This piece was generated by my method of chorale synthesis, based on the “multidimensional scaling” (MDS) of harmonically rationalized pitches. After studying MDS maps I made of a Bach chorale, I defined two simple rules for synthesizing a chorale: 1. The harmonicity of a chord randomly chosen from any MDS pitch map is proportional to the indispensability of the pulse on which it is to be played, 2. every chord and the one following share a note in common. “Harmonicity” and “indispensability” are mathematical concepts I defined in 1978 for harmony and meter. Based on these rules, the piece was written for a computer-driven pipe organ in Cologne in the church of St. Peter (the Rock) aka “Simon, son of Jonas” (hence the title “for Simon Jonasson-Stone” in German). Premiered there in 2012, I arranged it for ensemble in 2015-16.

)ertur( (2015) [16’]

Written for a showing of Raj Dhawan’s collection of Alphonse Mucha (1860-1939) paintings, this piece is based on the music of Mucha’s friend and Moravian compatriot Leoš Janáček (1854-1928). 37 selected Mucha paintings are matched by excerpts of 37 Janáček pieces, many of them movements of larger works. Each painting’s size dictates the length of the music selection. A sharp movie clapperboard crack precedes each section. At first the music is limited in range to a minor 7th (as in vinte e cinco aneis – the tuning and instrumentation is identical), which gradually expands to four octaves. Each Mucha work is shown first only with its most widespread color, the rest in grey. During the run of each Janáček music, the colors expand in range, starting at the image middle and moving outwards, to finally include all original colors. The piece was premiered in January 2017 by Ensemble Now Hear in Fullerton, California, conducted by Brandon J. Rolle.

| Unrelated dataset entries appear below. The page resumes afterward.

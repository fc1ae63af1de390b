//! The personal-build run: collect, map, assemble, upload, schedule, poll.
//!
//! One run is a single sequence of blocking calls; the only deliberate
//! delay is the poll sleep, which the cancel token can interrupt. Nothing
//! here retries a failed network call.

use std::collections::BTreeSet;
use std::path::PathBuf;
use std::time::{Duration, Instant};

use chrono::Utc;
use owo_colors::OwoColorize;
use tracing::{debug, info};

use crate::cli::AppContext;
use crate::core::changeset::ChangeSet;
use crate::core::collect::Collector;
use crate::core::errors::RunError;
use crate::core::matcher::ConfigurationMatcher;
use crate::core::patch::{self, PatchSummary};
use crate::core::workspace::Workspace;
use crate::infra::cancel::CancelToken;
use crate::remote::api::{
    BuildRequest, ChangeListId, ConfigurationId, PatchMetadata, ServerFacade,
};

pub const DEFAULT_TIMEOUT: Duration = Duration::from_secs(60 * 60);
pub const DEFAULT_POLL_INTERVAL: Duration = Duration::from_secs(5);

/// Everything one run needs to know, resolved from CLI flags and config.
#[derive(Debug, Clone)]
pub struct RunOptions {
    /// Change description; required by the server.
    pub description: String,
    /// Requested configuration ids (internal or external form).
    pub configurations: Vec<String>,
    /// Project filter, mutually exclusive with `configurations`.
    pub project: Option<String>,
    /// Intersect the request with the server's applicability verdict.
    pub force_compatibility_check: bool,
    pub check_for_changes_early: bool,
    pub force_clean_checkout: bool,
    /// Commit the change automatically when the build succeeds.
    pub commit_on_success: bool,
    /// Schedule and return without polling.
    pub no_wait: bool,
    pub timeout: Duration,
    pub poll_interval: Duration,
    /// Retain the temporary patch artifact for debugging.
    pub keep_patch: bool,
    /// Overriding mapping rule-file; short-circuits the scope chain.
    pub mapping_file: Option<PathBuf>,
    /// Trailing path specifications (`@listfile` included).
    pub paths: Vec<String>,
    /// Base directory path specifications resolve against.
    pub base: PathBuf,
}

impl RunOptions {
    pub fn new(description: impl Into<String>, base: impl Into<PathBuf>) -> Self {
        Self {
            description: description.into(),
            configurations: Vec::new(),
            project: None,
            force_compatibility_check: false,
            check_for_changes_early: false,
            force_clean_checkout: false,
            commit_on_success: false,
            no_wait: false,
            timeout: DEFAULT_TIMEOUT,
            poll_interval: DEFAULT_POLL_INTERVAL,
            keep_patch: false,
            mapping_file: None,
            paths: Vec::new(),
            base: base.into(),
        }
    }
}

/// Terminal result of a successful run.
#[derive(Debug)]
pub struct RunOutcome {
    pub change_list: ChangeListId,
    pub scheduled: BTreeSet<ConfigurationId>,
    pub patch: PatchSummary,
    /// False when `--no-wait` skipped the polling phase.
    pub waited: bool,
    pub retained_patch: Option<PathBuf>,
}

/// The run state machine, generic over the server facade so tests can
/// script the remote side.
pub struct RemoteRun<'a, S: ServerFacade + ?Sized> {
    server: &'a S,
    user: String,
    cancel: CancelToken,
}

impl<'a, S: ServerFacade + ?Sized> RemoteRun<'a, S> {
    pub fn new(server: &'a S, user: impl Into<String>, cancel: CancelToken) -> Self {
        Self {
            server,
            user: user.into(),
            cancel,
        }
    }

    /// Drives the run to a terminal state. `stdin` carries piped path
    /// specifications, consulted only when `opts.paths` is empty.
    pub fn execute(
        &self,
        opts: &RunOptions,
        stdin: Option<&str>,
        ctx: &AppContext,
    ) -> Result<RunOutcome, RunError> {
        // Collecting
        let collector = Collector::new(&opts.base);
        let files = collector.collect(&opts.paths, stdin)?;
        self.progress(ctx, &format!("collected {} file(s)", files.len()));
        self.checkpoint()?;

        // Mapping
        let mut workspace = Workspace::new(opts.mapping_file.as_deref())?;
        let change_set = ChangeSet::resolve(&mut workspace, &files)?;
        self.progress(
            ctx,
            &format!("mapped {} of {} file(s)", change_set.len(), files.len()),
        );
        self.checkpoint()?;

        // PatchBuilding
        let (artifact, patch_summary) = patch::assemble_to_temp(&change_set)?;
        self.progress(ctx, &patch_summary.describe());
        self.checkpoint()?;

        // Configuration selection
        let matcher = ConfigurationMatcher::new(self.server);
        let requested = matcher.requested(&opts.configurations, opts.project.as_deref())?;
        let selected = matcher.applicable(
            &requested,
            &change_set.touched_paths(),
            opts.force_compatibility_check,
        )?;
        self.progress(
            ctx,
            &format!("running on {} configuration(s)", selected.len()),
        );
        self.checkpoint()?;

        // Uploading; the artifact is disposed of on every path, retained
        // only on explicit request.
        let metadata = PatchMetadata {
            submitter: self.user.clone(),
            description: opts.description.clone(),
            created_at: Utc::now(),
            commit_on_success: opts.commit_on_success,
        };
        let uploaded = self.server.upload_patch(artifact.path(), &metadata);
        let retained_patch = patch::dispose_artifact(artifact, opts.keep_patch);
        if let Some(kept) = &retained_patch {
            info!(patch = %kept.display(), "patch artifact retained");
        }
        let change_list = uploaded.map_err(RunError::Upload)?;
        self.progress(ctx, &format!("created change {change_list}"));
        self.checkpoint()?;

        // Scheduling: one atomic batch; per-configuration failures fail the
        // run but already-accepted configurations stay scheduled.
        let batch: Vec<BuildRequest> = selected
            .iter()
            .map(|configuration| BuildRequest {
                configuration: configuration.clone(),
                change_list,
                check_for_changes_early: opts.check_for_changes_early,
                force_clean_checkout: opts.force_clean_checkout,
            })
            .collect();
        debug!(batch = batch.len(), change = %change_list, "scheduling personal build");
        let outcome = self.server.schedule_builds(&batch)?;
        if !outcome.all_scheduled() {
            return Err(RunError::Schedule {
                failures: outcome.failures.into_iter().collect(),
            });
        }
        self.progress(ctx, &format!("scheduled {} build(s)", outcome.scheduled.len()));

        let mut result = RunOutcome {
            change_list,
            scheduled: outcome.scheduled,
            patch: patch_summary,
            waited: false,
            retained_patch,
        };

        if opts.no_wait {
            return Ok(result);
        }

        // Polling
        self.wait_for_verdict(change_list, opts, ctx)?;
        result.waited = true;
        Ok(result)
    }

    /// Polls the personal-change summary until a terminal state, the
    /// timeout, or a client-side cancel.
    fn wait_for_verdict(
        &self,
        change_list: ChangeListId,
        opts: &RunOptions,
        ctx: &AppContext,
    ) -> Result<(), RunError> {
        use crate::remote::api::{ChangeStatus, CommitDecision};

        let started = Instant::now();
        let mut last_status = None;
        loop {
            self.checkpoint()?;

            let entries = self.server.fetch_summary(&self.user)?;
            if let Some(entry) = entries.iter().find(|e| e.change_list == change_list) {
                if last_status != Some(entry.status) {
                    last_status = Some(entry.status);
                    self.progress(ctx, &format!("build {}", entry.status.describe()));
                }

                match entry.status {
                    ChangeStatus::Failed => {
                        return Err(RunError::BuildFailed {
                            change_list,
                            status: entry.status.describe().to_owned(),
                        });
                    }
                    ChangeStatus::Canceled => {
                        return Err(RunError::BuildCanceled { change_list });
                    }
                    _ => match entry.commit {
                        CommitDecision::Commit => return Ok(()),
                        CommitDecision::DoNotCommit => {
                            return Err(RunError::BuildRejected { change_list });
                        }
                        CommitDecision::Pending => {}
                    },
                }
            } else {
                debug!(change = %change_list, "change not yet visible in summary");
            }

            if started.elapsed() >= opts.timeout {
                return Err(RunError::Timeout {
                    change_list,
                    bound: opts.timeout,
                });
            }
            if self.cancel.sleep(opts.poll_interval) {
                return Err(RunError::CanceledByUser);
            }
        }
    }

    fn checkpoint(&self) -> Result<(), RunError> {
        if self.cancel.is_canceled() {
            Err(RunError::CanceledByUser)
        } else {
            Ok(())
        }
    }

    fn progress(&self, ctx: &AppContext, message: &str) {
        info!("{message}");
        if !ctx.quiet {
            if ctx.no_color {
                println!("{message}");
            } else {
                println!("{}", message.dimmed());
            }
        }
    }
}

SOLO PIECES WITH FIXED MEDIA:

Pinball Play (2010) for clarinet [8’]

As in Für Simon Jonassohn-Stein, this piece is based on the multidimensional (MDS) scaling of pitches, in this case the Bohlen-Pierce scale spanning two adjacent perfect twelfths, each divided into 13 equal parts. Four straight lines are repeatedly projected at various angles into the MDS pitch square, each from a different side. If a line meets a pitch, the latter is sounded and the line is deflected, possibly to a spatially nearby pitch, which is also sounded. This process is repeated until a path is re-traversed or the line exits from the diagram. These constantly varying trajectories, not unlike those in a pinball game, generate melodies distributed among four clarinets, one for each side of the diagram. The piece was premiered in Boston in March 2010; this version is for one clarinet and three sound tracks.

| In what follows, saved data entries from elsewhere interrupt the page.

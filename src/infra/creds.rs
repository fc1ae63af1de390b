//! On-disk credential store for server sessions.
//!
//! Credentials live in `~/.preflight/credentials.toml`, one entry per
//! server address. Values are stored in plain text; the file is created
//! with owner-only permissions on Unix.

use std::fs;
use std::path::{Path, PathBuf};

use anyhow::{Context, Result};
use serde::{Deserialize, Serialize};
use tracing::debug;

pub const CREDENTIALS_PATH: &str = "~/.preflight/credentials.toml";

#[derive(Debug, Clone, PartialEq, Eq, Serialize, Deserialize)]
pub struct StoredCredential {
    pub server: String,
    pub user: String,
    pub password: String,
}

#[derive(Debug, Default, Serialize, Deserialize)]
struct CredentialFile {
    #[serde(default)]
    credentials: Vec<StoredCredential>,
}

pub struct CredentialStore {
    path: PathBuf,
}

impl CredentialStore {
    pub fn open_default() -> Self {
        let path = shellexpand::tilde(CREDENTIALS_PATH).into_owned();
        Self::at(PathBuf::from(path))
    }

    pub fn at(path: impl Into<PathBuf>) -> Self {
        Self { path: path.into() }
    }

    /// Looks up the credential stored for `server`. A missing store file is
    /// not an error, only an unparseable one is.
    pub fn find(&self, server: &str) -> Result<Option<StoredCredential>> {
        let file = self.load()?;
        Ok(file.credentials.into_iter().find(|c| c.server == server))
    }

    /// Inserts or replaces the entry for the credential's server.
    pub fn store(&self, credential: StoredCredential) -> Result<()> {
        let mut file = self.load()?;
        file.credentials.retain(|c| c.server != credential.server);
        file.credentials.push(credential);
        file.credentials.sort_by(|a, b| a.server.cmp(&b.server));
        self.save(&file)
    }

    /// Removes the entry for `server`, reporting whether one existed.
    pub fn remove(&self, server: &str) -> Result<bool> {
        let mut file = self.load()?;
        let before = file.credentials.len();
        file.credentials.retain(|c| c.server != server);
        let removed = file.credentials.len() != before;
        if removed {
            self.save(&file)?;
        }
        Ok(removed)
    }

    fn load(&self) -> Result<CredentialFile> {
        if !self.path.exists() {
            return Ok(CredentialFile::default());
        }
        let text = fs::read_to_string(&self.path)
            .with_context(|| format!("Failed to read {}", self.path.display()))?;
        toml::from_str(&text)
            .with_context(|| format!("Malformed credential store {}", self.path.display()))
    }

    fn save(&self, file: &CredentialFile) -> Result<()> {
        if let Some(parent) = self.path.parent() {
            fs::create_dir_all(parent)
                .with_context(|| format!("Failed to create {}", parent.display()))?;
        }
        let text = toml::to_string_pretty(file).context("Failed to serialize credentials")?;
        fs::write(&self.path, text)
            .with_context(|| format!("Failed to write {}", self.path.display()))?;
        restrict_permissions(&self.path)?;
        debug!(store = %self.path.display(), "credential store updated");
        Ok(())
    }
}

#[cfg(unix)]
fn restrict_permissions(path: &Path) -> Result<()> {
    use std::os::unix::fs::PermissionsExt;
    fs::set_permissions(path, fs::Permissions::from_mode(0o600))
        .with_context(|| format!("Failed to restrict permissions on {}", path.display()))
}

#[cfg(not(unix))]
fn restrict_permissions(_path: &Path) -> Result<()> {
    Ok(())
}

#[cfg(test)]
mod tests {
    use tempfile::TempDir;

    use super::*;

    fn cred(server: &str, user: &str) -> StoredCredential {
        StoredCredential {
            server: server.to_owned(),
            user: user.to_owned(),
            password: "hunter2".to_owned(),
        }
    }

    #[test]
    fn store_then_find_round_trips() {
        let tmp = TempDir::new().unwrap();
        let store = CredentialStore::at(tmp.path().join("credentials.toml"));

        store.store(cred("ci.example.com:9955", "alice")).unwrap();
        let found = store.find("ci.example.com:9955").unwrap().unwrap();
        assert_eq!(found.user, "alice");
        assert!(store.find("other:1").unwrap().is_none());
    }

    #[test]
    fn storing_same_server_replaces_the_entry() {
        let tmp = TempDir::new().unwrap();
        let store = CredentialStore::at(tmp.path().join("credentials.toml"));

        store.store(cred("ci:1", "alice")).unwrap();
        store.store(cred("ci:1", "bob")).unwrap();

        let found = store.find("ci:1").unwrap().unwrap();
        assert_eq!(found.user, "bob");
    }

    #[test]
    fn remove_reports_whether_anything_was_there() {
        let tmp = TempDir::new().unwrap();
        let store = CredentialStore::at(tmp.path().join("credentials.toml"));

        assert!(!store.remove("ci:1").unwrap());
        store.store(cred("ci:1", "alice")).unwrap();
        assert!(store.remove("ci:1").unwrap());
        assert!(store.find("ci:1").unwrap().is_none());
    }

    #[cfg(unix)]
    #[test]
    fn store_file_is_owner_only() {
        use std::os::unix::fs::PermissionsExt;

        let tmp = TempDir::new().unwrap();
        let path = tmp.path().join("credentials.toml");
        let store = CredentialStore::at(&path);
        store.store(cred("ci:1", "alice")).unwrap();

        let mode = fs::metadata(&path).unwrap().permissions().mode();
        assert_eq!(mode & 0o777, 0o600);
    }
}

…until…#10 (2015) for double bass [17¾’]

This piece was conceived in 1972 essentially as a cycle of pitches, their frequency initially consonant as superparticular ratios (small n:n+1) to a drone, but gradually increasing in dissonance. At the final, most dissonant stage, a small drone shift reveals the cycle now as a phase-shifted transposition of the original. This “minimal” piece exists as an instructional text as well as ten realizations for 1. low instruments  (1972), 2. high instrument(s) (1973), 3. North Indian instruments (1974), 4. jazz ensemble (1974), 5. piano (1974), 6. clarinet (1977), 7. guitar (1981), 8. piccolo (1981), 9. fixed media (1995) and 10. double bass (2015). Version 10 goes in its ratio-based microtonality as far as the prime number 11, further than in earlier versions. And: as otherwise only in #2, all rhythms are precise, here comprising all permutations of note/rest durations of one to three 16th notes within a complicated constraint system. It was premiered in February 16th in Los Angeles by Scott Worthington.

ELECTRONIC PIECES:

Four ISIS studies (2003-8) [5½’]

This is a four-section work employing ISIS (“Intra-Samplar Interpolation of Sinusoids”), an electroacoustic technique I developed in 2001 for transforming any sound wave into a sine-tone sequence: 1. Für Gimik: Vortrag über ISIS, from a recording of me talking in German about the ISIS technique,  2. Eleven Steps in Staying a Kingly Dream, from 11 fragments of a famous speech by Martin Luther King, 3. Untitled/Oil on Metal, Wood, from a recording made of an unoiled creaking door at the Berlin public library during the International Computer Music Conference 2000, and 4. Ceci n'est pas une œuvre d'art, from synthetic speech reciting “this is not a work of art”. The four sections were premiered at different times.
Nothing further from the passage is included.